Stored data:
== == ==
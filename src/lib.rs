//! tagvault: an embedded, content-addressed media catalogue.
//!
//! Files are identified by the SHA-256 of their bytes, stored under a
//! sharded directory tree and described in a SQLite database. Tags, ratings
//! and file presence are tracked per service; queries combine system
//! predicates over all of it. Every database operation runs as a job on a
//! single worker thread owned by [`jobs::JobScheduler`].

pub mod config;
pub mod content;
pub mod db;
pub mod error;
pub mod import;
pub mod jobs;
pub mod logging;
pub mod media;
pub mod predicates;
pub mod services;
pub mod storage;

pub use error::{Error, Result};
//! SQLite-backed catalogue store.
//!
//! A [`Database`] is owned by exactly one thread, the job scheduler's worker.
//! Read operations take `&self`; every write operation runs inside a single
//! transaction and leaves no partial state behind when it fails.

mod content;
mod files;
mod media;
mod query;
pub mod schema;
mod services;
pub mod similarity;

use rusqlite::Connection;
use tracing::{debug, info};

use crate::error::Result;
use crate::storage::StorageLayout;

pub use files::FileInfo;
pub use schema::SCHEMA;

pub struct Database {
    pub(crate) conn: Connection,
    layout: StorageLayout,
}

impl Database {
    /// Open (creating if needed) the database under a storage root, prepare
    /// the sharded directories and make sure the schema and local services
    /// exist.
    pub fn open(layout: StorageLayout) -> Result<Self> {
        layout.ensure()?;
        let path = layout.db_path();
        let conn = Connection::open(&path)?;
        conn.execute_batch(
            "PRAGMA journal_mode = WAL;
             PRAGMA foreign_keys = ON;",
        )?;
        debug!(path = %path.display(), "Opened database");

        let db = Self { conn, layout };
        db.initialize()?;
        Ok(db)
    }

    pub fn initialize(&self) -> Result<()> {
        self.conn.execute_batch(SCHEMA)?;
        let seeded = services::seed_local_services(&self.conn)?;
        if seeded > 0 {
            info!(seeded, "Created local services");
        }
        Ok(())
    }

    pub fn layout(&self) -> &StorageLayout {
        &self.layout
    }
}

pub(crate) fn now() -> i64 {
    chrono::Utc::now().timestamp()
}
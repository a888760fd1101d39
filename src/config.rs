use anyhow::Result;
use serde::{Deserialize, Serialize};
use std::path::{Path, PathBuf};
use std::time::Duration;

use crate::jobs::SchedulerConfig;
use crate::logging::LoggingConfig;
use crate::storage::StorageLayout;

#[derive(Debug, Clone, Serialize, Deserialize)]
pub struct Config {
    #[serde(default)]
    pub storage: StorageConfig,

    #[serde(default)]
    pub scheduler: SchedulerSettings,

    #[serde(default)]
    pub import: ImportConfig,

    #[serde(default)]
    pub logging: LoggingConfig,
}

#[derive(Debug, Clone, Serialize, Deserialize)]
pub struct StorageConfig {
    /// Root holding the database file and the sharded file stores.
    #[serde(default = "default_storage_root")]
    pub root: PathBuf,
}

fn default_storage_root() -> PathBuf {
    dirs::data_dir()
        .unwrap_or_else(|| PathBuf::from("."))
        .join("tagvault")
}

impl Default for StorageConfig {
    fn default() -> Self {
        Self {
            root: default_storage_root(),
        }
    }
}

#[derive(Debug, Clone, Serialize, Deserialize)]
pub struct SchedulerSettings {
    /// Pause after the job worker stops, letting the disk settle.
    #[serde(default = "default_shutdown_grace_ms")]
    pub shutdown_grace_ms: u64,
}

fn default_shutdown_grace_ms() -> u64 {
    250
}

impl Default for SchedulerSettings {
    fn default() -> Self {
        Self {
            shutdown_grace_ms: default_shutdown_grace_ms(),
        }
    }
}

#[derive(Debug, Clone, Serialize, Deserialize)]
pub struct ImportConfig {
    /// Extensions picked up when importing a directory. Empty means all files.
    #[serde(default = "default_extensions")]
    pub extensions: Vec<String>,

    /// Longest edge of generated thumbnails, in pixels.
    #[serde(default = "default_thumbnail_size")]
    pub thumbnail_size: u32,
}

fn default_extensions() -> Vec<String> {
    ["jpg", "jpeg", "png", "gif", "bmp", "webp", "mp4", "webm", "mkv", "mp3", "ogg", "flac", "pdf", "zip", "swf"]
        .iter()
        .map(|ext| ext.to_string())
        .collect()
}

fn default_thumbnail_size() -> u32 {
    200
}

impl Default for ImportConfig {
    fn default() -> Self {
        Self {
            extensions: default_extensions(),
            thumbnail_size: default_thumbnail_size(),
        }
    }
}

impl Default for Config {
    fn default() -> Self {
        Self {
            storage: StorageConfig::default(),
            scheduler: SchedulerSettings::default(),
            import: ImportConfig::default(),
            logging: LoggingConfig::default(),
        }
    }
}

impl Config {
    /// Load from `TAGVAULT_CONFIG` or the default location, writing a
    /// default config there if none exists yet.
    pub fn load() -> Result<Self> {
        let config_path = Self::config_path();

        if config_path.exists() {
            Self::load_from(&config_path)
        } else {
            let config = Config::default();
            config.save_to(&config_path)?;
            Ok(config)
        }
    }

    pub fn load_from(path: &Path) -> Result<Self> {
        let content = std::fs::read_to_string(path)?;
        let config: Config = toml::from_str(&content)?;
        Ok(config)
    }

    pub fn save_to(&self, path: &Path) -> Result<()> {
        // Ensure parent directory exists
        if let Some(parent) = path.parent() {
            std::fs::create_dir_all(parent)?;
        }

        let content = toml::to_string_pretty(self)?;
        std::fs::write(path, content)?;

        Ok(())
    }

    fn config_dir() -> PathBuf {
        dirs::config_dir()
            .unwrap_or_else(|| PathBuf::from("."))
            .join("tagvault")
    }

    fn config_path() -> PathBuf {
        std::env::var_os("TAGVAULT_CONFIG")
            .map(PathBuf::from)
            .unwrap_or_else(|| Self::config_dir().join("config.toml"))
    }

    pub fn layout(&self) -> StorageLayout {
        StorageLayout::new(&self.storage.root)
    }

    pub fn scheduler_config(&self) -> SchedulerConfig {
        SchedulerConfig {
            shutdown_grace: Duration::from_millis(self.scheduler.shutdown_grace_ms),
        }
    }
}
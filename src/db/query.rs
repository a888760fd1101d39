//! Predicate evaluation.
//!
//! A search context compiles to one SQL statement over the files current in
//! the searched file services. Each predicate contributes a clause and its
//! parameters; every clause is a filter, so their conjunction is the
//! intersection the caller asked for. SIMILAR_TO is resolved in Rust
//! against the stored perceptual hashes and intersected afterwards.

use std::collections::HashSet;

use rusqlite::types::Value;
use rusqlite::{params_from_iter, Connection};
use tracing::debug;

use super::services::{file_scope, local_file_service_id, require_service, tag_scope};
use super::similarity::similar_hash_ids;
use super::{now, Database};
use crate::error::{Error, Result};
use crate::media::{FileId, Hash};
use crate::predicates::{
    FileServiceStatus, Operator, Predicate, RatingOperator, SearchContext, AGE_TOLERANCE, COUNT_TOLERANCE,
    DIMENSION_TOLERANCE, DURATION_TOLERANCE, RATIO_TOLERANCE, SIZE_TOLERANCE,
};
use crate::services::ServiceKey;

use super::schema::{STATUS_CURRENT, STATUS_PENDING};

fn placeholders(n: usize) -> String {
    vec!["?"; n].join(", ")
}

fn int_values(ids: &[i64]) -> impl Iterator<Item = Value> + '_ {
    ids.iter().map(|id| Value::Integer(*id))
}

#[derive(Default)]
struct Clauses {
    sql: Vec<String>,
    params: Vec<Value>,
}

impl Clauses {
    fn push(&mut self, clause: String, params: Vec<Value>) {
        self.sql.push(clause);
        self.params.extend(params);
    }

    /// `expr <op> value`, with `≈` as an inclusive band of `tolerance`.
    fn compare(
        &mut self,
        expr: &str,
        expr_params: Vec<Value>,
        operator: Operator,
        value: f64,
        tolerance: f64,
    ) {
        let (clause, operands) = match operator {
            Operator::Less => (format!("{} < ?", expr), vec![Value::Real(value)]),
            Operator::Equal => (format!("{} = ?", expr), vec![Value::Real(value)]),
            Operator::Greater => (format!("{} > ?", expr), vec![Value::Real(value)]),
            Operator::Approx => {
                let (low, high) = Operator::approx_band(value, tolerance);
                (
                    format!("{} BETWEEN ? AND ?", expr),
                    vec![Value::Real(low), Value::Real(high)],
                )
            }
        };
        self.push(clause, expr_params.into_iter().chain(operands).collect());
    }
}
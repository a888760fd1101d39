//! Error taxonomy for the catalogue engine.
//!
//! Errors fall into four groups: caller errors (rejected before any state
//! change), invariant violations (the enclosing transaction is rolled back),
//! fatal storage errors (the job stream stops) and the shutdown signal.
//! Unreadable files during import are not errors at all; they come back as a
//! failed [`ImportStatus`](crate::import::ImportStatus).

use thiserror::Error;

pub type Result<T> = std::result::Result<T, Error>;

#[derive(Error, Debug)]
pub enum Error {
    /// No action with this name exists for the job kind.
    #[error("unknown {kind} action: {name}")]
    UnknownAction { kind: &'static str, name: String },

    /// The action exists but was handed the wrong argument payload.
    #[error("invalid arguments for action {action}: expected {expected}")]
    InvalidArguments {
        action: &'static str,
        expected: &'static str,
    },

    #[error("invalid predicate: {0}")]
    InvalidPredicate(String),

    #[error("unknown service: {0}")]
    UnknownService(String),

    /// A service record whose extra fields do not fit its type, or an edit
    /// that touches a protected service.
    #[error("invalid service: {0}")]
    InvalidService(String),

    /// A content update aimed at a service that cannot take it.
    #[error("invalid content update: {0}")]
    InvalidUpdate(String),

    #[error("invalid rating: {0}")]
    InvalidRating(String),

    #[error("service key already in use: {0}")]
    DuplicateService(String),

    #[error("database error: {0}")]
    Database(#[from] rusqlite::Error),

    #[error("IO error: {0}")]
    Io(#[from] std::io::Error),

    #[error("serialization error: {0}")]
    Serialization(#[from] serde_json::Error),

    /// The job stream has stopped, or stopped before this job ran.
    #[error("job scheduler is shut down")]
    ShutDown,
}

impl Error {
    /// Fatal errors mean the persisted state can no longer be trusted and the
    /// scheduler must stop rather than run further jobs.
    pub fn is_fatal(&self) -> bool {
        matches!(self, Error::Database(_) | Error::Io(_) | Error::Serialization(_))
    }

    /// Caller errors are rejected without touching state.
    pub fn is_caller_error(&self) -> bool {
        matches!(
            self,
            Error::UnknownAction { .. }
                | Error::InvalidArguments { .. }
                | Error::InvalidPredicate(_)
                | Error::UnknownService(_)
                | Error::InvalidService(_)
                | Error::InvalidUpdate(_)
        )
    }
}

#[cfg(test)]
mod tests {
    use super::*;

    #[test]
    fn test_classification() {
        let io = Error::Io(std::io::Error::new(std::io::ErrorKind::Other, "disk"));
        assert!(io.is_fatal());
        assert!(!io.is_caller_error());

        let unknown = Error::UnknownAction { kind: "read", name: "nope".to_string() };
        assert!(unknown.is_caller_error());
        assert!(!unknown.is_fatal());

        assert!(!Error::InvalidRating("6 > 5".to_string()).is_fatal());
        assert!(!Error::ShutDown.is_caller_error());
    }

    #[test]
    fn test_display() {
        let err = Error::UnknownAction { kind: "write", name: "frobnicate".to_string() };
        assert_eq!(err.to_string(), "unknown write action: frobnicate");
    }
}
//! Logging setup for the catalogue.
//!
//! The `[logging]` config section picks a backend and a level for the
//! `tagvault` target; dependencies stay at `warn` so decoder and database
//! crates do not flood a long import. `TAGVAULT_LOG` overrides the filter
//! with full `EnvFilter` directives.

use anyhow::Result;
use serde::{Deserialize, Serialize};
use std::path::{Path, PathBuf};
use tracing_appender::rolling::{Builder, Rotation};
use tracing_subscriber::{fmt, layer::SubscriberExt, util::SubscriberInitExt, EnvFilter};

const LOG_FILE_PREFIX: &str = "tagvault";

#[derive(Debug, Clone, Copy, PartialEq, Eq, Default, Serialize, Deserialize)]
#[serde(rename_all = "lowercase")]
pub enum LogBackend {
    /// journald when reachable, else rolling files.
    #[default]
    Auto,
    Journald,
    File,
    Stderr,
}

#[derive(Debug, Clone, Serialize, Deserialize)]
pub struct LoggingConfig {
    #[serde(default)]
    pub backend: LogBackend,

    /// Level for the catalogue's own events.
    #[serde(default = "default_level")]
    pub level: String,

    /// Where rolling log files go. Defaults to `logs/` under the storage root.
    #[serde(default)]
    pub directory: Option<PathBuf>,

    /// Daily files kept before the oldest is removed.
    #[serde(default = "default_max_files")]
    pub max_files: usize,
}

fn default_level() -> String {
    "info".to_string()
}

fn default_max_files() -> usize {
    14
}

impl Default for LoggingConfig {
    fn default() -> Self {
        Self {
            backend: LogBackend::default(),
            level: default_level(),
            directory: None,
            max_files: default_max_files(),
        }
    }
}

impl LoggingConfig {
    /// Filter directives used when `TAGVAULT_LOG` is unset.
    pub fn directives(&self) -> String {
        format!("warn,tagvault={}", self.level.trim())
    }

    pub fn log_dir(&self, storage_root: &Path) -> PathBuf {
        self.directory
            .clone()
            .unwrap_or_else(|| storage_root.join("logs"))
    }
}

/// The backend actually used once journald availability is known.
fn resolve(backend: LogBackend, journald_reachable: bool) -> LogBackend {
    match backend {
        LogBackend::Auto if journald_reachable => LogBackend::Journald,
        LogBackend::Auto => LogBackend::File,
        LogBackend::Journald if !journald_reachable => LogBackend::File,
        other => other,
    }
}

fn filter(config: &LoggingConfig) -> EnvFilter {
    EnvFilter::try_from_env("TAGVAULT_LOG")
        .or_else(|_| EnvFilter::try_new(config.directives()))
        .unwrap_or_else(|_| EnvFilter::new("warn,tagvault=info"))
}

/// Install the global subscriber. Call once, before the scheduler starts.
pub fn init(config: &LoggingConfig, storage_root: &Path) -> Result<()> {
    let env_filter = filter(config);

    #[cfg(target_os = "linux")]
    let journald = match config.backend {
        LogBackend::Auto | LogBackend::Journald => tracing_journald::layer().ok(),
        _ => None,
    };
    #[cfg(not(target_os = "linux"))]
    let journald: Option<tracing_subscriber::layer::Identity> = None;

    match resolve(config.backend, journald.is_some()) {
        LogBackend::Journald => {
            tracing_subscriber::registry()
                .with(env_filter)
                .with(journald)
                .init();
            tracing::info!("Logging to journald");
        }
        LogBackend::Stderr => {
            tracing_subscriber::registry()
                .with(env_filter)
                .with(fmt::layer().with_writer(std::io::stderr))
                .init();
        }
        _ => {
            let log_dir = config.log_dir(storage_root);
            std::fs::create_dir_all(&log_dir)?;

            let appender = Builder::new()
                .rotation(Rotation::DAILY)
                .filename_prefix(LOG_FILE_PREFIX)
                .filename_suffix("log")
                .max_log_files(config.max_files.max(1))
                .build(&log_dir)?;
            let (non_blocking, guard) = tracing_appender::non_blocking(appender);

            // Flushes on drop, so it lives as long as the process.
            static GUARD: std::sync::OnceLock<tracing_appender::non_blocking::WorkerGuard> =
                std::sync::OnceLock::new();
            let _ = GUARD.set(guard);

            tracing_subscriber::registry()
                .with(env_filter)
                .with(fmt::layer().with_writer(non_blocking).with_ansi(false))
                .init();
            tracing::info!(dir = %log_dir.display(), "Logging to rolling files");
        }
    }
    Ok(())
}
== == ==
* **WHAT THIS TASK INVOLVES**: The answer should contain only the lines from the first line of the entries through the line holding "queries combine system", each exactly as written.

* **RESPONSE FOR THIS EXERCISE**:
filename src/lib.rs
//! tagvault: an embedded, content-addressed media catalogue.
//!
//! Files are identified by the SHA-256 of their bytes, stored under a
//! sharded directory tree and described in a SQLite database. Tags, ratings
//! and file presence are tracked per service; queries combine system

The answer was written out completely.